PolicyBrief
H.R. 2187
119th CongressMar 18th 2025
To amend the Internal Revenue Code of 1986 to disallow the production tax credit and investment tax credit for offshore wind facilities placed in service in the inland navigable waters of the United States or the coastal waters of the United States.
IN COMMITTEE

This bill disallows the production tax credit and investment tax credit for offshore wind facilities placed in service in the inland navigable waters or coastal waters of the United States after December 31, 2025.

Patrick "Pat" Fallon
R

Patrick "Pat" Fallon

Representative

TX-4

LEGISLATION

Proposed Tax Changes Strip Federal Incentives for Near-Shore Offshore Wind Projects Starting 2026

This legislation aims to amend the Internal Revenue Code by removing key federal tax incentives for certain offshore wind facilities. Specifically, it targets projects built in the United States’ inland navigable waters or coastal waters. The bill disallows both the valuable Investment Tax Credit (ITC) and the newer Clean Electricity Production and Investment Tax Credits for these specific near-shore wind farms. These changes are prospective, meaning they only hit projects that are put into service after December 31, 2025.

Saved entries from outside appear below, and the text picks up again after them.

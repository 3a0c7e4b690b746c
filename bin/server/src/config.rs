//! Centralized server configuration.
//!
//! This module provides strongly-typed configuration for the server,
//! loaded via the `config` crate from environment variables. Each
//! collaborator section is optional; a missing section leaves that
//! collaborator unavailable rather than failing startup.

use copper_almanac_ai::OpenAiConfig;
use copper_almanac_integration::{GoogleCalendarConfig, TwilioConfig};
use serde::Deserialize;

/// Server configuration composed from library configs.
#[derive(Debug, Deserialize)]
pub struct ServerConfig {
    /// Socket address to listen on.
    #[serde(default = "default_listen_addr")]
    pub listen_addr: String,

    /// Fixed UTC offset all free-text dates resolve in, e.g. `+05:30`.
    #[serde(default = "default_timezone")]
    pub timezone: String,

    /// Session eviction tuning.
    #[serde(default)]
    pub session: SessionConfig,

    /// Inbound rate-limit tuning.
    #[serde(default)]
    pub rate_limit: RateLimitConfig,

    /// Language-model collaborator settings.
    pub openai: Option<OpenAiConfig>,

    /// Calendar collaborator settings.
    pub calendar: Option<GoogleCalendarConfig>,

    /// Messaging collaborator settings.
    pub twilio: Option<TwilioConfig>,
}

/// Session-related configuration.
#[derive(Debug, Clone, Deserialize)]
pub struct SessionConfig {
    /// Sessions idle longer than this are evicted.
    #[serde(default = "default_max_age_hours")]
    pub max_age_hours: f64,

    /// Interval between eviction sweeps, in seconds.
    #[serde(default = "default_cleanup_interval_seconds")]
    pub cleanup_interval_seconds: u64,
}

fn default_listen_addr() -> String {
    "0.0.0.0:8000".to_string()
}

fn default_timezone() -> String {
    "+00:00".to_string()
}

fn default_max_age_hours() -> f64 {
    24.0
}

fn default_cleanup_interval_seconds() -> u64 {
    300
}

impl Default for SessionConfig {
    fn default() -> Self {
        Self {
            max_age_hours: default_max_age_hours(),
            cleanup_interval_seconds: default_cleanup_interval_seconds(),
        }
    }
}

/// Inbound message rate limiting.
#[derive(Debug, Clone, Deserialize)]
pub struct RateLimitConfig {
    #[serde(default = "default_max_requests")]
    pub max_requests: u32,

    #[serde(default = "default_window_seconds")]
    pub window_seconds: u32,
}

fn default_max_requests() -> u32 {
    10
}

fn default_window_seconds() -> u32 {
    60
}

impl Default for RateLimitConfig {
    fn default() -> Self {
        Self {
            max_requests: default_max_requests(),
            window_seconds: default_window_seconds(),
        }
    }
}

impl ServerConfig {
    /// Loads configuration from environment variables.
    ///
    /// # Errors
    ///
    /// Returns an error if present configuration fails to parse.
    pub fn from_env() -> Result<Self, config::ConfigError> {
        config::Config::builder()
            .add_source(
                config::Environment::default()
                    .separator("__")
                    .try_parsing(true),
            )
            .build()?
            .try_deserialize()
    }
}
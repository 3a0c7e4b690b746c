//! Free-text time parsing.
//!
//! Strategies in fixed precedence: spelled-out periods ("6 in the
//! morning"), the period-phrase table, explicit clock formats, am/pm
//! shorthand, then bare digit runs.

use chrono::NaiveTime;
use regex::Regex;
use std::sync::LazyLock;

static SPOKEN_PERIOD: LazyLock<Regex> = LazyLock::new(|| {
    Regex::new(r"(\d{1,2})\s*(?:o'clock)?\s*(?:in the\s*)?(morning|afternoon|evening)")
        .expect("valid regex")
});

static AM_PM: LazyLock<Regex> =
    LazyLock::new(|| Regex::new(r"(\d{1,2})(?::(\d{2}))?\s*(am|pm)").expect("valid regex"));

/// Period phrases to clock times, longest phrase first so "early
/// morning" is not shadowed by "morning".
const PERIOD_PHRASES: [(&str, (u32, u32)); 12] = [
    ("early morning", (7, 0)),
    ("late morning", (11, 0)),
    ("early afternoon", (13, 0)),
    ("late afternoon", (16, 0)),
    ("early evening", (17, 0)),
    ("late evening", (20, 0)),
    ("morning", (9, 0)),
    ("afternoon", (14, 0)),
    ("evening", (18, 0)),
    ("midnight", (0, 0)),
    ("night", (21, 0)),
    ("noon", (12, 0)),
];

/// Explicit clock formats, in precedence order. chrono refuses to parse
/// a time without a minute, so hour-only inputs are handled by the
/// digit-run and am/pm stages instead.
const TIME_FORMATS: [&str; 4] = ["%H:%M", "%H.%M", "%I:%M %p", "%I:%M%p"];

/// Parses a free-text time of day.
///
/// Returns `None` when no strategy matches.
#[must_use]
pub fn parse_time(text: &str) -> Option<NaiveTime> {
    let text = text.trim().to_lowercase();

    if let Some(time) = parse_spoken_period(&text) {
        return Some(time);
    }
    if let Some(time) = parse_period_phrase(&text) {
        return Some(time);
    }
    if let Some(time) = parse_clock_format(&text) {
        return Some(time);
    }
    if let Some(time) = parse_am_pm(&text) {
        return Some(time);
    }
    parse_digit_run(&text)
}

fn parse_spoken_period(text: &str) -> Option<NaiveTime> {
    let captures = SPOKEN_PERIOD.captures(text)?;
    let mut hour: u32 = captures[1].parse().ok()?;
    let period = &captures[2];

    if (period == "afternoon" || period == "evening") && hour < 12 {
        hour += 12;
    }

    NaiveTime::from_hms_opt(hour, 0, 0)
}

fn parse_period_phrase(text: &str) -> Option<NaiveTime> {
    let (_, (hour, minute)) = PERIOD_PHRASES
        .iter()
        .find(|(phrase, _)| text.contains(phrase))?;
    NaiveTime::from_hms_opt(*hour, *minute, 0)
}

fn parse_clock_format(text: &str) -> Option<NaiveTime> {
    TIME_FORMATS
        .iter()
        .find_map(|fmt| NaiveTime::parse_from_str(text, fmt).ok())
}

fn parse_am_pm(text: &str) -> Option<NaiveTime> {
    let captures = AM_PM.captures(text)?;
    let mut hour: u32 = captures[1].parse().ok()?;
    let minute: u32 = captures
        .get(2)
        .map_or(Some(0), |m| m.as_str().parse().ok())?;

    match &captures[3] {
        "pm" if hour != 12 => hour += 12,
        "am" if hour == 12 => hour = 0,
        _ => {}
    }

    NaiveTime::from_hms_opt(hour, minute, 0)
}

fn parse_digit_run(text: &str) -> Option<NaiveTime> {
    if !text.chars().all(|c| c.is_ascii_digit()) {
        return None;
    }

    let (hour, minute) = match text.len() {
        // "14" reads as a bare 24-hour hour.
        1 | 2 => (text.parse().ok()?, 0),
        // "930" reads as 9:30.
        3 => (text[..1].parse().ok()?, text[1..].parse().ok()?),
        // "1430" reads as 14:30.
        4 => (text[..2].parse().ok()?, text[2..].parse().ok()?),
        _ => return None,
    };

    NaiveTime::from_hms_opt(hour, minute, 0)
}
//! External collaborators for the copper-almanac platform.
//!
//! This crate provides:
//!
//! - **Calendar**: the `Calendar` trait and a Google Calendar backend
//! - **Messenger**: the `Messenger` trait and a Twilio WhatsApp backend
//! - **Rate limiting**: a per-key sliding-window limiter for inbound
//!   traffic

pub mod calendar;
pub mod error;
pub mod google;
pub mod messenger;
pub mod rate_limit;

pub use calendar::{Calendar, CreatedEvent};
pub use error::CalendarError;
pub use google::{GoogleCalendar, GoogleCalendarConfig};
pub use messenger::{Messenger, TwilioConfig, TwilioMessenger};
pub use rate_limit::{SlidingWindowLimiter, SlidingWindowConfig};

The Fine Print: What’s Being Cut?

Think of federal tax credits as the financial engine for massive infrastructure projects. They make expensive ventures, like building wind turbines in the ocean, financially viable. This bill pulls the plug on two major engines for near-shore wind projects: the Investment Tax Credit (ITC) and the Clean Electricity Credits (Sections 45Y and 48E). For a developer, losing the ITC—which is a credit based on the initial capital investment—can dramatically increase the upfront cost of a project, potentially killing its economic viability right out of the gate. For example, a $500 million coastal wind farm could lose out on tens of millions of dollars in federal support.

Where the Line Is Drawn

The crucial element here is the location: "inland navigable waters" and "coastal waters." This means projects closer to shore, the ones often facing the most local opposition but that are also typically easier and cheaper to build than deep-sea installations, are the ones being penalized. The bill defines these projects as “disqualified offshore wind facilities” and explicitly bars them from claiming the Clean Electricity Production Tax Credit and the Clean Electricity Investment Tax Credit. While the bill does update an older credit (Section 45(d)(1)) to include these water areas, the simultaneous removal of the much more significant, modern clean energy credits essentially functions as a massive disincentive.

The Real-World Impact: Higher Costs, Slower Development

For the average person, this sounds like bureaucratic tax code shuffling, but the impact is real. When federal incentives are removed, the cost of developing cleaner energy goes up. Who pays for that? Ultimately, it’s the consumer. If developers face higher costs for near-shore wind, they may pivot to other energy sources, slow down development, or pass those costs onto utility companies, which then pass them onto you in your monthly bill. This change targets a specific sector of renewable energy deployment, potentially stifling the growth of wind power in areas where it might be most accessible and cost-effective to build, all starting in 2026. It makes the transition to renewable energy in coastal states significantly more expensive and complicated, favoring existing energy sources over new wind infrastructure in these areas.